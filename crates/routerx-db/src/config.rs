use std::env;

/// Database configuration.
///
/// Reads from the `ROUTERX_DATABASE_URL` environment variable, falling back
/// to `postgresql://localhost:5432/routerx` when unset.
#[derive(Debug, Clone)]
pub struct DbConfig {
    /// Full PostgreSQL connection URL.
    pub database_url: String,
}

impl DbConfig {
    /// The default connection URL used when no environment variable is set.
    pub const DEFAULT_URL: &str = "postgresql://localhost:5432/routerx";

    /// Build a config from the environment.
    ///
    /// Priority: `ROUTERX_DATABASE_URL` env var, then the compile-time default.
    pub fn from_env() -> Self {
        let database_url = env::var("ROUTERX_DATABASE_URL")
            .unwrap_or_else(|_| Self::DEFAULT_URL.to_owned());
        Self { database_url }
    }

    /// Build a config from an explicit URL (useful for tests and CLI flags).
    pub fn new(database_url: impl Into<String>) -> Self {
        Self {
            database_url: database_url.into(),
        }
    }

    /// Extract the database name from the URL.
    ///
    /// Returns `None` if the URL cannot be parsed or has no path component.
    pub fn database_name(&self) -> Option<&str> {
        // URLs look like: postgresql://host:port/dbname or postgres://host:port/dbname
        self.database_url
            .rsplit('/')
            .next()
            .filter(|s| !s.is_empty())
    }

    /// Return a URL pointing at the `postgres` maintenance database on the
    /// same host. Used to issue `CREATE DATABASE` when the target DB does not
    /// yet exist.
    pub fn maintenance_url(&self) -> String {
        match self.database_url.rfind('/') {
            Some(pos) => {
                let mut url = self.database_url[..pos].to_owned();
                url.push_str("/postgres");
                url
            }
            None => self.database_url.clone(),
        }
    }
}

impl Default for DbConfig {
    fn default() -> Self {
        Self::from_env()
    }
}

● ● ● ● ●

» **Work task**: Every record should be given again without alteration.

» **Exercise output**:
filename crates/routerx-db/src/config.rs
use std::env;

/// Database configuration.
///
/// Reads from the `ROUTERX_DATABASE_URL` environment variable, falling back
/// to `postgresql://localhost:5432/routerx` when unset.
#[derive(Debug, Clone)]
pub struct DbConfig {
    /// Full PostgreSQL connection URL.
    pub database_url: String,
}

impl DbConfig {
    /// The default connection URL used when no environment variable is set.
    pub const DEFAULT_URL: &str = "postgresql://localhost:5432/routerx";

    /// Build a config from the environment.
    ///
    /// Priority: `ROUTERX_DATABASE_URL` env var, then the compile-time default.
    pub fn from_env() -> Self {
        let database_url = env::var("ROUTERX_DATABASE_URL")
            .unwrap_or_else(|_| Self::DEFAULT_URL.to_owned());
        Self { database_url }
    }

    /// Build a config from an explicit URL (useful for tests and CLI flags).
    pub fn new(database_url: impl Into<String>) -> Self {
        Self {
            database_url: database_url.into(),
        }
    }

    /// Extract the database name from the URL.
    ///
    /// Returns `None` if the URL cannot be parsed or has no path component.
    pub fn database_name(&self) -> Option<&str> {
        // URLs look like: postgresql://host:port/dbname or postgres://host:port/dbname
        self.database_url
            .rsplit('/')
            .next()
            .filter(|s| !s.is_empty())
    }

    /// Return a URL pointing at the `postgres` maintenance database on the
    /// same host. Used to issue `CREATE DATABASE` when the target DB does not
    /// yet exist.
    pub fn maintenance_url(&self) -> String {
        match self.database_url.rfind('/') {
            Some(pos) => {
                let mut url = self.database_url[..pos].to_owned();
                url.push_str("/postgres");
                url
            }
            None => self.database_url.clone(),
        }
    }
}

impl Default for DbConfig {
    fn default() -> Self {
        Self::from_env()
    }
}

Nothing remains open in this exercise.